*** Records shown Section Begins ***

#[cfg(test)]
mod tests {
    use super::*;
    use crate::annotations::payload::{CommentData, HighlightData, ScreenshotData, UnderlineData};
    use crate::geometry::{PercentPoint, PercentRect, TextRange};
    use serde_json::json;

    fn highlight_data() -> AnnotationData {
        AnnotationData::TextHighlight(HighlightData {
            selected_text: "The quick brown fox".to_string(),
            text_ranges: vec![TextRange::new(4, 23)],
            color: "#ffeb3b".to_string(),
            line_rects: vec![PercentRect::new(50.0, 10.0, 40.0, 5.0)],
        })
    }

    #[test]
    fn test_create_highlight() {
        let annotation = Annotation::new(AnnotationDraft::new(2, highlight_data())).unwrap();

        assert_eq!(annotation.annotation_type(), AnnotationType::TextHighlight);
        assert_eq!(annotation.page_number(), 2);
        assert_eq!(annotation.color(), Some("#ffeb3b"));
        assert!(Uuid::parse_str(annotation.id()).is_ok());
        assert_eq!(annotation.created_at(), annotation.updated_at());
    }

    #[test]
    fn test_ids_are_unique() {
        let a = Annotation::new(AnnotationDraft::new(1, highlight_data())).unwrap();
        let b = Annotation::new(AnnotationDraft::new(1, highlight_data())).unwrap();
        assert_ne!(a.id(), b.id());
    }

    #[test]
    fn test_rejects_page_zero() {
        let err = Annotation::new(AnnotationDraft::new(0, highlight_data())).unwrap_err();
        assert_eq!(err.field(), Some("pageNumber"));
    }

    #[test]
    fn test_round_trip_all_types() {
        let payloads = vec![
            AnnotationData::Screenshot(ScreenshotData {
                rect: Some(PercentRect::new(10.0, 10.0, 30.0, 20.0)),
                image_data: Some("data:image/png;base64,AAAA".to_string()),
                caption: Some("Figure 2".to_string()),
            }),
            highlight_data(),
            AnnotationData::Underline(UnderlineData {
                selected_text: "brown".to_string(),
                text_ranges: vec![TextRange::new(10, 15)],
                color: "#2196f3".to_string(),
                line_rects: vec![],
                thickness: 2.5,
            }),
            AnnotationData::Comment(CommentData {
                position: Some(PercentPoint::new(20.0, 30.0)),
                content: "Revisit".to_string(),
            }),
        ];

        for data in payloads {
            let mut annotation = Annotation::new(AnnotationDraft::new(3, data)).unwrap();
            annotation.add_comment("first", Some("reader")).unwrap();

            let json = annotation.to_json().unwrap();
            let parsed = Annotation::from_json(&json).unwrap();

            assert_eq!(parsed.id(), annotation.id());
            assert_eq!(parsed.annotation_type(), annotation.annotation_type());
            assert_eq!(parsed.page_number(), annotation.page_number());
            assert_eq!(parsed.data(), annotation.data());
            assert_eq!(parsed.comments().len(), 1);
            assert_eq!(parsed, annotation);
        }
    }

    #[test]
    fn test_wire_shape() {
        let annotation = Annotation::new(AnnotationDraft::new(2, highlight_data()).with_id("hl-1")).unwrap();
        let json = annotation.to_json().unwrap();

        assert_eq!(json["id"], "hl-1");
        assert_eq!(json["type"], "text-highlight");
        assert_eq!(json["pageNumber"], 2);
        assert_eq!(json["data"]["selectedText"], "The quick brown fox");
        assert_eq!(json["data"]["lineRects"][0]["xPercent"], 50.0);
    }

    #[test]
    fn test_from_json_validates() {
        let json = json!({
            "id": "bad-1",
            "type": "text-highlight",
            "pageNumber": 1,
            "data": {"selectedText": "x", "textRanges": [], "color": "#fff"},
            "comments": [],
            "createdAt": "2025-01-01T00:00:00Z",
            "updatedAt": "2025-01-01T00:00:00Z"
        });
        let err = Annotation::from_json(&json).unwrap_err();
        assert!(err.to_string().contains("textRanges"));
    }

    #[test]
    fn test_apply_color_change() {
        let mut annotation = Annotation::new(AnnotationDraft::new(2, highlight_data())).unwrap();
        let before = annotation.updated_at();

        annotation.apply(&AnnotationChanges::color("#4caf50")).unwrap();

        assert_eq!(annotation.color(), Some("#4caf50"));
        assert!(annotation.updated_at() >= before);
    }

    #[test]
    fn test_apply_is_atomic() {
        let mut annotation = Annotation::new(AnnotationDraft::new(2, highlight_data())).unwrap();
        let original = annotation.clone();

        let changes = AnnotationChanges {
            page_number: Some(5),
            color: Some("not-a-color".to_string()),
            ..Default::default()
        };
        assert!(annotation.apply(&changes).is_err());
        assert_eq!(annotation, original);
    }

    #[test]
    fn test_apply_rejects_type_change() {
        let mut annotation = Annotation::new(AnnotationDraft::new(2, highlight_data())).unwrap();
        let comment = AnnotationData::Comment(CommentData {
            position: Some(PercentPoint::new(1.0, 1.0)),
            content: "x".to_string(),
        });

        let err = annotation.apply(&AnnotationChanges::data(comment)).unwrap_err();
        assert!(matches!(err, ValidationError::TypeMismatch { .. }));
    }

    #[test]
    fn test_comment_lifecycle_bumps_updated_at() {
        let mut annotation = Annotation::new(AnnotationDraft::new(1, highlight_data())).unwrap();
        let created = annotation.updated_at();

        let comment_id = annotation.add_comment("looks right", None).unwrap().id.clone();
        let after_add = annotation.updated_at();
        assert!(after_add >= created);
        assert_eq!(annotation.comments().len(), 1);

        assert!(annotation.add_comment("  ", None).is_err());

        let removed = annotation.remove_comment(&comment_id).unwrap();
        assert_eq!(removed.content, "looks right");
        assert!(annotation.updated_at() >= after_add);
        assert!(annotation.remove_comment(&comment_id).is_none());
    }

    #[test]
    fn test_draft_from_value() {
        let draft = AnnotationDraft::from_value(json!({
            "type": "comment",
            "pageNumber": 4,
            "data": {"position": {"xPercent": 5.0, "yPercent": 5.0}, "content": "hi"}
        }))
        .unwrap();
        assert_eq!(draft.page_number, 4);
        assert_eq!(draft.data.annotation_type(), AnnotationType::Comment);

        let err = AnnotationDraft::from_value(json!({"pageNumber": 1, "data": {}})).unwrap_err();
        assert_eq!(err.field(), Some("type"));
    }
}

*** Records shown Section Ends ***

### Prompt
Nothing but an exact copy of the lines from the first one above through the line holding "use serde_json::json;" should be returned.

### Output of the task
#[cfg(test)]
mod tests {
    use super::*;
    use crate::annotations::payload::{CommentData, HighlightData, ScreenshotData, UnderlineData};
    use crate::geometry::{PercentPoint, PercentRect, TextRange};
    use serde_json::json;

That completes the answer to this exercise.